Flexible features, high availability, and fast scalability. Using out-of-the-box features with AWS, we’ve been able to achieve all three in a very meaningful way. But the real story is just how far AWS has come in terms of how straightforward it is to get here.
Just Check the Box
RDS provides high availability for MySQL as a one-check box opt-in, with automatic hot-failover. ElastiCache supports multi-node, one-check box opt-in for Memcached, with auto-discovery requiring only an app restart in the event of catastrophic failure. ElastiCache Redis, like RDS, supports one check box opt-in for hot-failover Multi-AZ caching.

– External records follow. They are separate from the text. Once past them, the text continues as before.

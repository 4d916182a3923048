use serde::{Deserialize, Serialize};

// Binding strength of printed constructs; larger binds tighter.
pub const PREC_BINDER: usize = 0;
pub const PREC_EQUIV: usize = 10;
pub const PREC_IMPLIES: usize = 20;
pub const PREC_OR: usize = 30;
pub const PREC_AND: usize = 40;
pub const PREC_NOT: usize = 50;
pub const PREC_RELATION: usize = 60;
pub const PREC_ADDITIVE: usize = 70;
pub const PREC_MULTIPLICATIVE: usize = 80;
pub const PREC_RESTRICT: usize = 90;
pub const PREC_UNARY: usize = 100;
pub const PREC_COMPOSE: usize = 110;
pub const PREC_ATOM: usize = 1000;

#[derive(Clone, Copy, Debug, PartialEq, Eq, Hash, Serialize, Deserialize)]
pub enum UnaryOp {
    Minus,
    Plus,
    Not,
    Abs,
    Floor,
    Card,
    Dom,
    Rng,
    Len,
    Hd,
    Tl,
    Elems,
    Inds,
    Dunion,
    Dinter,
    Power,
    Conc,
    Merge,
    Reverse,
    Inverse,
}

#[derive(Clone, Copy, Debug, PartialEq, Eq, Hash, Serialize, Deserialize)]
pub enum BinaryOp {
    Equivalent,
    Implies,
    Or,
    And,
    Equals,
    NotEquals,
    Less,
    LessEq,
    Greater,
    GreaterEq,
    InSet,
    NotInSet,
    Subset,
    ProperSubset,
    Plus,
    Minus,
    Union,
    SetDifference,
    MapUnion,
    PlusPlus,
    Concat,
    Times,
    Divide,
    Div,
    Rem,
    Mod,
    Inter,
    DomResTo,
    DomResBy,
    RngResTo,
    RngResBy,
    Comp,
    StarStar,
}

impl UnaryOp {
    pub fn symbol(&self) -> &'static str {
        match self {
            UnaryOp::Minus => "-",
            UnaryOp::Plus => "+",
            UnaryOp::Not => "not ",
            UnaryOp::Abs => "abs ",
            UnaryOp::Floor => "floor ",
            UnaryOp::Card => "card ",
            UnaryOp::Dom => "dom ",
            UnaryOp::Rng => "rng ",
            UnaryOp::Len => "len ",
            UnaryOp::Hd => "hd ",
            UnaryOp::Tl => "tl ",
            UnaryOp::Elems => "elems ",
            UnaryOp::Inds => "inds ",
            UnaryOp::Dunion => "dunion ",
            UnaryOp::Dinter => "dinter ",
            UnaryOp::Power => "power ",
            UnaryOp::Conc => "conc ",
            UnaryOp::Merge => "merge ",
            UnaryOp::Reverse => "reverse ",
            UnaryOp::Inverse => "inverse ",
        }
    }

    pub fn precedence(&self) -> usize {
        match self {
            UnaryOp::Not => PREC_NOT,
            _ => PREC_UNARY,
        }
    }
}

impl BinaryOp {
    pub fn symbol(&self) -> &'static str {
        match self {
            BinaryOp::Equivalent => "<=>",
            BinaryOp::Implies => "=>",
            BinaryOp::Or => "or",
            BinaryOp::And => "and",
            BinaryOp::Equals => "=",
            BinaryOp::NotEquals => "<>",
            BinaryOp::Less => "<",
            BinaryOp::LessEq => "<=",
            BinaryOp::Greater => ">",
            BinaryOp::GreaterEq => ">=",
            BinaryOp::InSet => "in set",
            BinaryOp::NotInSet => "not in set",
            BinaryOp::Subset => "subset",
            BinaryOp::ProperSubset => "psubset",
            BinaryOp::Plus => "+",
            BinaryOp::Minus => "-",
            BinaryOp::Union => "union",
            BinaryOp::SetDifference => "\\",
            BinaryOp::MapUnion => "munion",
            BinaryOp::PlusPlus => "++",
            BinaryOp::Concat => "^",
            BinaryOp::Times => "*",
            BinaryOp::Divide => "/",
            BinaryOp::Div => "div",
            BinaryOp::Rem => "rem",
            BinaryOp::Mod => "mod",
            BinaryOp::Inter => "inter",
            BinaryOp::DomResTo => "<:",
            BinaryOp::DomResBy => "<-:",
            BinaryOp::RngResTo => ":>",
            BinaryOp::RngResBy => ":->",
            BinaryOp::Comp => "comp",
            BinaryOp::StarStar => "**",
        }
    }

    pub fn precedence(&self) -> usize {
        match self {
            BinaryOp::Equivalent => PREC_EQUIV,
            BinaryOp::Implies => PREC_IMPLIES,
            BinaryOp::Or => PREC_OR,
            BinaryOp::And => PREC_AND,
            BinaryOp::Equals
            | BinaryOp::NotEquals
            | BinaryOp::Less
            | BinaryOp::LessEq
            | BinaryOp::Greater
            | BinaryOp::GreaterEq
            | BinaryOp::InSet
            | BinaryOp::NotInSet
            | BinaryOp::Subset
            | BinaryOp::ProperSubset => PREC_RELATION,
            BinaryOp::Plus
            | BinaryOp::Minus
            | BinaryOp::Union
            | BinaryOp::SetDifference
            | BinaryOp::MapUnion
            | BinaryOp::PlusPlus
            | BinaryOp::Concat => PREC_ADDITIVE,
            BinaryOp::Times
            | BinaryOp::Divide
            | BinaryOp::Div
            | BinaryOp::Rem
            | BinaryOp::Mod
            | BinaryOp::Inter => PREC_MULTIPLICATIVE,
            BinaryOp::DomResTo | BinaryOp::DomResBy | BinaryOp::RngResTo | BinaryOp::RngResBy => {
                PREC_RESTRICT
            }
            BinaryOp::Comp | BinaryOp::StarStar => PREC_COMPOSE,
        }
    }

    pub fn right_associative(&self) -> bool {
        matches!(self, BinaryOp::Implies | BinaryOp::StarStar)
    }

    /// Operators whose chains can be printed without inner parentheses.
    pub fn associative(&self) -> bool {
        matches!(
            self,
            BinaryOp::And
                | BinaryOp::Or
                | BinaryOp::Plus
                | BinaryOp::Times
                | BinaryOp::Union
                | BinaryOp::Inter
                | BinaryOp::MapUnion
                | BinaryOp::Concat
        )
    }
}

fn parens(add_parens: bool, s: String) -> String {
    if add_parens {
        format!("({})", s)
    } else {
        s
    }
}

/// Print a binary application, parenthesizing operands the way the
/// precedence table demands.  Shared between program expressions and
/// obligation formulas.
pub fn binary_text(op: &BinaryOp, left: (usize, String), right: (usize, String)) -> String {
    let prec = op.precedence();
    let use_left_paren = prec > left.0 || (prec == left.0 && op.right_associative());
    let use_right_paren =
        prec > right.0 || (prec == right.0 && !op.right_associative() && !op.associative());
    format!(
        "{} {} {}",
        parens(use_left_paren, left.1),
        op.symbol(),
        parens(use_right_paren, right.1)
    )
}

pub fn unary_text(op: &UnaryOp, arg: (usize, String)) -> String {
    format!(
        "{}{}",
        op.symbol(),
        parens(op.precedence() > arg.0 || arg.0 == PREC_BINDER, arg.1)
    )
}
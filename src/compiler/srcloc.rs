use std::fmt::Display;
use std::rc::Rc;

use serde::{Deserialize, Serialize};

/// If a Srcloc identifies a range of characters in the source file, this
/// identifies the tail of the range.
#[derive(Clone, Debug, PartialEq, Eq, Serialize, Deserialize)]
pub struct Until {
    pub line: usize,
    pub col: usize,
}

impl Until {
    pub fn from_pair(p: (usize, usize)) -> Self {
        Until {
            line: p.0,
            col: p.1,
        }
    }
}

/// Specifies the coordinates of a node of the typed tree in a source file,
/// including the file name.  The name is held by reference count so they can
/// be held and cloned relatively freely.
///
/// Every obligation carries one of these so that a client can jump to the
/// construct that gave rise to it, and ambiguity markers quote the line and
/// column of the statement they describe.
#[derive(Clone, Debug, PartialEq, Eq, Serialize, Deserialize)]
pub struct Srcloc {
    pub file: Rc<String>,
    pub line: usize,
    pub col: usize,
    pub until: Option<Until>,
}

pub trait HasLoc {
    fn loc(&self) -> Srcloc;
}

impl Display for Srcloc {
    fn fmt(&self, formatter: &mut std::fmt::Formatter<'_>) -> Result<(), std::fmt::Error> {
        match &self.until {
            None => formatter.write_str(&format!("{}({}):{}", self.file, self.line, self.col)),
            Some(u) => formatter.write_str(&format!(
                "{}({}):{}-{}({}):{}",
                self.file, self.line, self.col, self.file, u.line, u.col
            )),
        }
    }
}

impl Srcloc {
    /// Create a srcloc given a refcounted pointer to the filename (so they're
    /// always shareable) and the line number and column (1-based).
    pub fn new(name: Rc<String>, line: usize, col: usize) -> Self {
        Srcloc {
            file: name,
            line,
            col,
            until: None,
        }
    }

    /// Given a filename, create a Srcloc that's logically at the beginning of
    /// that file.
    pub fn start(file: &str) -> Srcloc {
        Srcloc {
            file: Rc::new(file.to_string()),
            line: 1,
            col: 1,
            until: None,
        }
    }

    /// The same file at another line and column.
    pub fn at(&self, line: usize, col: usize) -> Srcloc {
        Srcloc::new(self.file.clone(), line, col)
    }

    /// "line:col", the form quoted inside rendered obligation comments.
    pub fn short(&self) -> String {
        format!("{}:{}", self.line, self.col)
    }

    /// Create a srcloc that begins where this srcloc begins and ends at the
    /// farther of the two range endings.
    pub fn ext(&self, other: &Srcloc) -> Srcloc {
        if other.file == self.file {
            combine_src_location(self, other)
        } else {
            self.clone()
        }
    }
}

/// Return the last character addressed by the srcloc.
pub fn src_location_max(a: &Srcloc) -> (usize, usize) {
    match &a.until {
        None => (a.line, a.col + 1),
        Some(u) => (u.line, u.col),
    }
}

fn add_onto(x: &Srcloc, y: &Srcloc) -> Srcloc {
    Srcloc {
        file: x.file.clone(),
        line: x.line,
        col: x.col,
        until: Some(Until::from_pair(src_location_max(y))),
    }
}

/// Helper function for Srcloc::ext.
fn combine_src_location(a: &Srcloc, b: &Srcloc) -> Srcloc {
    match (a.line < b.line, a.line == b.line) {
        (true, _) => add_onto(a, b),
        (_, true) => match (a.col < b.col, a.col == b.col) {
            (true, _) => add_onto(a, b),
            (_, true) => a.clone(),
            _ => add_onto(b, a),
        },
        _ => add_onto(b, a),
    }
}
use std::rc::Rc;

use crate::compiler::environment::Environment;
use crate::compiler::ops::BinaryOp;
use crate::compiler::pog::context::{POContext, POContextStack};
use crate::compiler::pog::driver::PogOpts;
use crate::compiler::pog::expression::{expression_obligations, subtype_obligations, value_binding};
use crate::compiler::pog::formula::{Binder, FBind, Formula};
use crate::compiler::pog::obligation::{obligations_for, POType, ProofObligationList};
use crate::compiler::pog::state::POGState;
use crate::compiler::pog::statement::{contains_return, statement_obligations};
use crate::compiler::pog::PogErr;
use crate::compiler::typedtree::{
    Definition, Expr, FunctionData, ImplicitFunctionData, InstanceVariableData, OperationData,
    Pattern, Quantifier, StateData, TypeDefData, ValueData,
};
use crate::compiler::types::Type;

fn parameter_binds(params: &[Pattern], types: &[Type]) -> Vec<FBind> {
    params
        .iter()
        .zip(types.iter())
        .map(|(p, t)| FBind::Type(p.to_string(), t.clone()))
        .collect()
}

fn parameter_types(loc_name: &str, ty: &Type, count: usize) -> Vec<Type> {
    match ty.signature() {
        Some((params, _)) => params,
        None => {
            log::debug!("{} has no signature, parameters left untyped", loc_name);
            vec![Type::Unknown; count]
        }
    }
}

/// Walk a precondition, then assume it for whatever follows.
fn assume_precondition(
    env: &dyn Environment,
    state: &POGState,
    ctxt: &mut POContextStack,
    pre: &Option<Rc<Expr>>,
) -> Result<ProofObligationList, PogErr> {
    match pre {
        Some(pre) => {
            let obligations = expression_obligations(env, state, ctxt, pre)?;
            ctxt.push(POContext::implies(Formula::expr(pre)));
            Ok(obligations)
        }
        None => Ok(ProofObligationList::new()),
    }
}

/// Each parameter pattern that can fail to match an argument of its type
/// must match every argument satisfying the precondition.
fn parameter_patterns(
    state: &POGState,
    ctxt: &POContextStack,
    f: &FunctionData,
    types: &[Type],
) -> Result<ProofObligationList, PogErr> {
    let refutable: Vec<(&Pattern, &Type)> = f
        .params
        .iter()
        .zip(types.iter())
        .filter(|(p, t)| !p.always_matches(t))
        .collect();
    if refutable.is_empty() {
        return Ok(ProofObligationList::new());
    }

    obligations_for(state, ctxt, POType::ParameterPatterns, &f.loc, &[], |names| {
        for (p, _) in refutable.iter() {
            names.reserve_text(&p.to_string());
        }
        let args: Vec<(String, &Pattern, &Type)> = refutable
            .iter()
            .map(|(p, t)| (names.fresh("arg"), *p, *t))
            .collect();
        let matches = args
            .iter()
            .map(|(a, p, t)| {
                Formula::scoped(
                    Binder::Quantifier(
                        Quantifier::Exists,
                        vec![FBind::Type(p.to_string(), (*t).clone())],
                        None,
                    ),
                    Formula::binary(
                        BinaryOp::Equals,
                        Formula::name(&p.to_string()),
                        Formula::name(a),
                    ),
                )
            })
            .collect();
        let mut body = Formula::and_all(matches);
        if f.pre.is_some() {
            let arg_names = args.iter().map(|(a, _, _)| Formula::name(a)).collect();
            body = Formula::implies(Formula::call(&format!("pre_{}", f.name), arg_names), body);
        }
        Ok(Formula::scoped(
            Binder::Quantifier(
                Quantifier::Forall,
                args.iter()
                    .map(|(a, _, t)| FBind::Type(a.clone(), (*t).clone()))
                    .collect(),
                None,
            ),
            body,
        ))
    })
}

fn explicit_function(
    env: &dyn Environment,
    state: &mut POGState,
    ctxt: &mut POContextStack,
    f: &FunctionData,
) -> Result<ProofObligationList, PogErr> {
    let types = parameter_types(&f.name, &f.fn_type, f.params.len());

    let mut obligations = parameter_patterns(state, ctxt, f, &types)?;
    if !f.params.is_empty() {
        ctxt.push(POContext::forall(parameter_binds(&f.params, &types)));
    }
    obligations.append(assume_precondition(env, state, ctxt, &f.pre)?);
    obligations.append(expression_obligations(env, state, ctxt, &f.body)?);

    if let Some((_, result)) = f.fn_type.signature() {
        obligations.append(subtype_obligations(
            state,
            ctxt,
            &f.loc,
            &f.body,
            &f.body_type,
            &result,
        )?);
    }

    if let Some(post) = &f.post {
        let mut args: Vec<Rc<Formula>> = f
            .params
            .iter()
            .map(|p| Formula::name(&p.to_string()))
            .collect();
        args.push(Formula::expr(&f.body));
        obligations.append(expression_obligations(env, state, ctxt, post)?);
        obligations.append(obligations_for(
            state,
            ctxt,
            POType::FuncPostCondition,
            &f.loc,
            &[&f.body],
            |_| Ok(Formula::call(&format!("post_{}", f.name), args.clone())),
        )?);
    }
    Ok(obligations)
}

fn implicit_function(
    env: &dyn Environment,
    state: &mut POGState,
    ctxt: &mut POContextStack,
    f: &ImplicitFunctionData,
) -> Result<ProofObligationList, PogErr> {
    let mut obligations = ProofObligationList::new();
    if !f.params.is_empty() {
        ctxt.push(POContext::forall(
            f.params
                .iter()
                .map(|(p, t)| FBind::Type(p.to_string(), t.clone()))
                .collect(),
        ));
    }
    obligations.append(assume_precondition(env, state, ctxt, &f.pre)?);

    let (result_name, result_type) = &f.result;
    match &f.body {
        None => {
            obligations.append(obligations_for(
                state,
                ctxt,
                POType::FuncSatisfiability,
                &f.loc,
                &[&f.post],
                |_| {
                    Ok(Formula::scoped(
                        Binder::Quantifier(
                            Quantifier::Exists,
                            vec![FBind::Type(result_name.clone(), result_type.clone())],
                            None,
                        ),
                        Formula::expr(&f.post),
                    ))
                },
            )?);
        }
        Some(body) => {
            obligations.append(expression_obligations(env, state, ctxt, body)?);
            ctxt.push(POContext::let_expr(result_name, body));
            obligations.append(obligations_for(
                state,
                ctxt,
                POType::FuncPostCondition,
                &f.loc,
                &[body, &f.post],
                |_| Ok(Formula::expr(&f.post)),
            )?);
        }
    }
    Ok(obligations)
}

fn explicit_operation(
    env: &dyn Environment,
    state: &mut POGState,
    ctxt: &mut POContextStack,
    o: &OperationData,
) -> Result<ProofObligationList, PogErr> {
    state.post = o.post.clone();
    state.result_type = o
        .op_type
        .signature()
        .map(|(_, r)| r)
        .filter(|r| *r != Type::Void);
    let types = parameter_types(&o.name, &o.op_type, o.params.len());

    if !o.params.is_empty() {
        ctxt.push(POContext::forall(parameter_binds(&o.params, &types)));
    }
    let mut obligations = assume_precondition(env, state, ctxt, &o.pre)?;
    obligations.append(statement_obligations(env, state, ctxt, &o.body)?);

    if let Some(post) = &o.post {
        if state.result_type.is_none() && !contains_return(&o.body) {
            obligations.append(obligations_for(
                state,
                ctxt,
                POType::OpPostCondition,
                &o.loc,
                &[post],
                |_| Ok(Formula::expr(post)),
            )?);
        }
    }
    Ok(obligations)
}

fn value_definition(
    env: &dyn Environment,
    state: &POGState,
    ctxt: &POContextStack,
    v: &ValueData,
) -> Result<ProofObligationList, PogErr> {
    let mut obligations = expression_obligations(env, state, ctxt, &v.value)?;
    let ty = v.ty.clone().unwrap_or_else(|| v.value_type.clone());
    if v.ty.is_some() {
        obligations.append(subtype_obligations(
            state,
            ctxt,
            &v.loc,
            &v.value,
            &v.value_type,
            &ty,
        )?);
    }
    if !v.pattern.always_matches(&ty) {
        obligations.append(value_binding(state, ctxt, &v.loc, &v.pattern, &ty, &v.value)?);
    }
    Ok(obligations)
}

fn invariant_under(
    env: &dyn Environment,
    state: &POGState,
    ctxt: &POContextStack,
    pattern: &Pattern,
    ty: &Type,
    inv: &Rc<Expr>,
) -> Result<ProofObligationList, PogErr> {
    let mut inner = ctxt.clone();
    inner.push(POContext::forall(vec![FBind::Type(
        pattern.to_string(),
        ty.clone(),
    )]));
    expression_obligations(env, state, &inner, inv)
}

fn type_definition(
    env: &dyn Environment,
    state: &POGState,
    ctxt: &POContextStack,
    t: &TypeDefData,
) -> Result<ProofObligationList, PogErr> {
    let (pattern, inv) = match &t.invariant {
        Some(i) => i,
        None => return Ok(ProofObligationList::new()),
    };
    let mut obligations = obligations_for(
        state,
        ctxt,
        POType::TypeInvSatisfiability,
        &t.loc,
        &[inv],
        |_| {
            Ok(Formula::scoped(
                Binder::Quantifier(
                    Quantifier::Exists,
                    vec![FBind::Type(pattern.to_string(), t.ty.clone())],
                    None,
                ),
                Formula::expr(inv),
            ))
        },
    )?;
    obligations.append(invariant_under(env, state, ctxt, pattern, &t.ty, inv)?);
    Ok(obligations)
}

fn state_definition(
    env: &dyn Environment,
    state: &POGState,
    ctxt: &POContextStack,
    s: &StateData,
) -> Result<ProofObligationList, PogErr> {
    match &s.invariant {
        Some((pattern, inv)) => {
            let record = Type::Record {
                name: s.name.clone(),
                fields: s.fields.clone(),
            };
            invariant_under(env, state, ctxt, pattern, &record, inv)
        }
        None => Ok(ProofObligationList::new()),
    }
}

fn instance_variable(
    env: &dyn Environment,
    state: &POGState,
    ctxt: &POContextStack,
    i: &InstanceVariableData,
) -> Result<ProofObligationList, PogErr> {
    match &i.init {
        Some((init, init_type)) => {
            let mut obligations = expression_obligations(env, state, ctxt, init)?;
            obligations.append(subtype_obligations(
                state, ctxt, &i.loc, init, init_type, &i.ty,
            )?);
            Ok(obligations)
        }
        None => Ok(ProofObligationList::new()),
    }
}

/// Every obligation of one top level definition, named after it and in
/// source order.  Numbering is left to the caller.
pub fn definition_obligations(
    env: &dyn Environment,
    opts: Rc<dyn PogOpts>,
    def: &Definition,
) -> Result<ProofObligationList, PogErr> {
    let name = def.name();
    let mut state = POGState::new(opts, &name);
    if let Definition::ExplicitFunction(_) | Definition::ImplicitFunction(_) = def {
        state.function = Some(def.clone());
    }
    let mut ctxt = POContextStack::new();

    let mut obligations = match def {
        Definition::ExplicitFunction(f) => explicit_function(env, &mut state, &mut ctxt, f)?,
        Definition::ImplicitFunction(f) => implicit_function(env, &mut state, &mut ctxt, f)?,
        Definition::ExplicitOperation(o) => explicit_operation(env, &mut state, &mut ctxt, o)?,
        Definition::Value(v) => value_definition(env, &state, &ctxt, v)?,
        Definition::Type(t) => type_definition(env, &state, &ctxt, t)?,
        Definition::State(s) => state_definition(env, &state, &ctxt, s)?,
        Definition::InstanceVariable(i) => instance_variable(env, &state, &ctxt, i)?,
    };
    obligations.set_names(&name);
    Ok(obligations)
}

Selecting three check boxes got us a full, high-availability data store and cache. Not only this, but RDS allows us to update to a higher capacity database with about 60 seconds of downtime.
At the app level, once a cluster is configured on OpsWorks we can start instances and complete a high availability stack just by clicking the Start Instance button in the console. If I need to schedule a fleet of new instances during a known spike in traffic, I can simply create “timed instances” that spin up automatically during the times that I check off in the schedule.
The Dream Scenario
And that’s more or less that. Tito today is an app that has a flexible feature set facilitating millions of dollars of transactions every month to a happy customer base. It’s backed by a solid, highly available infrastructure that can handle heavy loads with no notice, and even bigger loads with relatively short notice. All of this complex orchestration and infrastructure is mainly achieved through a series of opt-in check boxes and controls in a simple web console.
I promise you, I’ve been sleeping very well at night.